[Dataset entries]
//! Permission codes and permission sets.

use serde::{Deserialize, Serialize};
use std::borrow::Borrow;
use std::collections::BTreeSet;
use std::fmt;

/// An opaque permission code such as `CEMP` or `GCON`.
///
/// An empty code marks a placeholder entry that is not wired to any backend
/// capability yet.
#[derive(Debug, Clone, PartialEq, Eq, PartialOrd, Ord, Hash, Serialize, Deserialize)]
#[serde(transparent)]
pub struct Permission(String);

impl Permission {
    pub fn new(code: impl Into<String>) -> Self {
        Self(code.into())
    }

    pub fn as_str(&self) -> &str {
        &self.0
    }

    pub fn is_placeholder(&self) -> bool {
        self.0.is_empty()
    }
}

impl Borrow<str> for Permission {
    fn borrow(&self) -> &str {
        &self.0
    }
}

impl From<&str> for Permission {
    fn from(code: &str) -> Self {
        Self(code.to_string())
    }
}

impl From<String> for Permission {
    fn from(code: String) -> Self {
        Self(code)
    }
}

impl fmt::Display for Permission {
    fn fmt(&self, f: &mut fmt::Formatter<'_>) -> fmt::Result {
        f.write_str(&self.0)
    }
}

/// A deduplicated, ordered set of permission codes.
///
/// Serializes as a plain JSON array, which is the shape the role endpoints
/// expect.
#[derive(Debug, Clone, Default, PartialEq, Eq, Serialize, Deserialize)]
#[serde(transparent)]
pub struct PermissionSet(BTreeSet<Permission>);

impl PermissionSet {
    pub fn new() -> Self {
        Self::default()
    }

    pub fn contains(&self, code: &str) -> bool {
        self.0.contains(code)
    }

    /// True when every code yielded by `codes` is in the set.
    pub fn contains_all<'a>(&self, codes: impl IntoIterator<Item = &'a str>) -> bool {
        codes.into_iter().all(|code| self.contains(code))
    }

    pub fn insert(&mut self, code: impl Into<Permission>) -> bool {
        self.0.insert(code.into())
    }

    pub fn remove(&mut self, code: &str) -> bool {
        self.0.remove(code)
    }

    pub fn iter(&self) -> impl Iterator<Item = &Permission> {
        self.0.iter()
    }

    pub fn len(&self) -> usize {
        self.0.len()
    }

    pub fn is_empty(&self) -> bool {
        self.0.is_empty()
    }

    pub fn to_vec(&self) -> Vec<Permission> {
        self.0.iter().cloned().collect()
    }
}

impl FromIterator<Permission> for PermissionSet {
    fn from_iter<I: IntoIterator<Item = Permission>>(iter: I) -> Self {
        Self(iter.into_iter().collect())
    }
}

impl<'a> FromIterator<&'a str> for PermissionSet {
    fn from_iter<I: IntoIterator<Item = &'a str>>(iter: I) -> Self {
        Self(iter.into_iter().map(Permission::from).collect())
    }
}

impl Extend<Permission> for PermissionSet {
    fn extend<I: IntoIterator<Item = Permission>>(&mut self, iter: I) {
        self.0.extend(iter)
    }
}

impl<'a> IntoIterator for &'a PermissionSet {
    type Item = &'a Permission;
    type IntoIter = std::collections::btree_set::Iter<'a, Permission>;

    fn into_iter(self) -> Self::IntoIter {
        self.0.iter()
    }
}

--

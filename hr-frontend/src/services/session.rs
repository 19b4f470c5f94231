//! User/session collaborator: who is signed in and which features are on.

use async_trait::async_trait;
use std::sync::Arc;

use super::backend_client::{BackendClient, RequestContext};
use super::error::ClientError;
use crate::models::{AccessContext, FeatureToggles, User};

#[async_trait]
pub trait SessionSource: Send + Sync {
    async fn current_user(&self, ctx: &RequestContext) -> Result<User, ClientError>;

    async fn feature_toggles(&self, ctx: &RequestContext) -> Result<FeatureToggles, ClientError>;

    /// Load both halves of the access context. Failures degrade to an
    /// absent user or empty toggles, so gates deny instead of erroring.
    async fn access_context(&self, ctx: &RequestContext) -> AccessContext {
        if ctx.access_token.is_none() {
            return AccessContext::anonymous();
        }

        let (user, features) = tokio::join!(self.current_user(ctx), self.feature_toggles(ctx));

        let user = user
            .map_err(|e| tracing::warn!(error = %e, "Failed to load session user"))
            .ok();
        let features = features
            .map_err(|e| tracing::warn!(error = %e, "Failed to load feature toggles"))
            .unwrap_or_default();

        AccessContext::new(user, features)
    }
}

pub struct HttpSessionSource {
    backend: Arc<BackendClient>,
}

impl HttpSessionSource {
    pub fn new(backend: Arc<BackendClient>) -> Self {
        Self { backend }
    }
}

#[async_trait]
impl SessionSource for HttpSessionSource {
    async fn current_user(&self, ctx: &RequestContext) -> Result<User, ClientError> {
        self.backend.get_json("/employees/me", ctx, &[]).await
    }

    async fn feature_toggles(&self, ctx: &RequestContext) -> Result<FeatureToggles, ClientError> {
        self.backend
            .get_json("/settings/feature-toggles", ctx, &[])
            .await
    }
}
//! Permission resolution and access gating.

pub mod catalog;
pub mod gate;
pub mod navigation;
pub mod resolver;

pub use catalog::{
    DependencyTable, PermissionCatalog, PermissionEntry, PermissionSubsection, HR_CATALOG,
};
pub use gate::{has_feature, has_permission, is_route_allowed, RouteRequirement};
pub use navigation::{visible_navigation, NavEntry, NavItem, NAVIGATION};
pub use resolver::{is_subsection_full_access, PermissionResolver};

...

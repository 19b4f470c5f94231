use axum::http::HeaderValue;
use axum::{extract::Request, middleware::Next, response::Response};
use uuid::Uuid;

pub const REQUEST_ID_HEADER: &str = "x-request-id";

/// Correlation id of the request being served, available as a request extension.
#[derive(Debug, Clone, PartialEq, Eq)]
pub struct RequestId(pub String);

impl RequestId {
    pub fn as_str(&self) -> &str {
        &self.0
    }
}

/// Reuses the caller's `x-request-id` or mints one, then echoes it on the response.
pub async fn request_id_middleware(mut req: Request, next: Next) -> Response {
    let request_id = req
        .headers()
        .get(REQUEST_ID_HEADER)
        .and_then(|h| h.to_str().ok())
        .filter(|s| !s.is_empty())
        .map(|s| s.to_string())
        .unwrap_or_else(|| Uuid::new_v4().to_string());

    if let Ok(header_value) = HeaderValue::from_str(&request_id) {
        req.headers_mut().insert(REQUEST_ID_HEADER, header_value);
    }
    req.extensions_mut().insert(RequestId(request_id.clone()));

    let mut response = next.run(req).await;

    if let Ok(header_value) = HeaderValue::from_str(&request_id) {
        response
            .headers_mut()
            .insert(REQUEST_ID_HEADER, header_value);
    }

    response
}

- _WHAT YOU SHOULD DO_
Write down how many lines in the data contain "collections". Add nothing else.

- _RESPONSE TO THIS EXERCISE_
2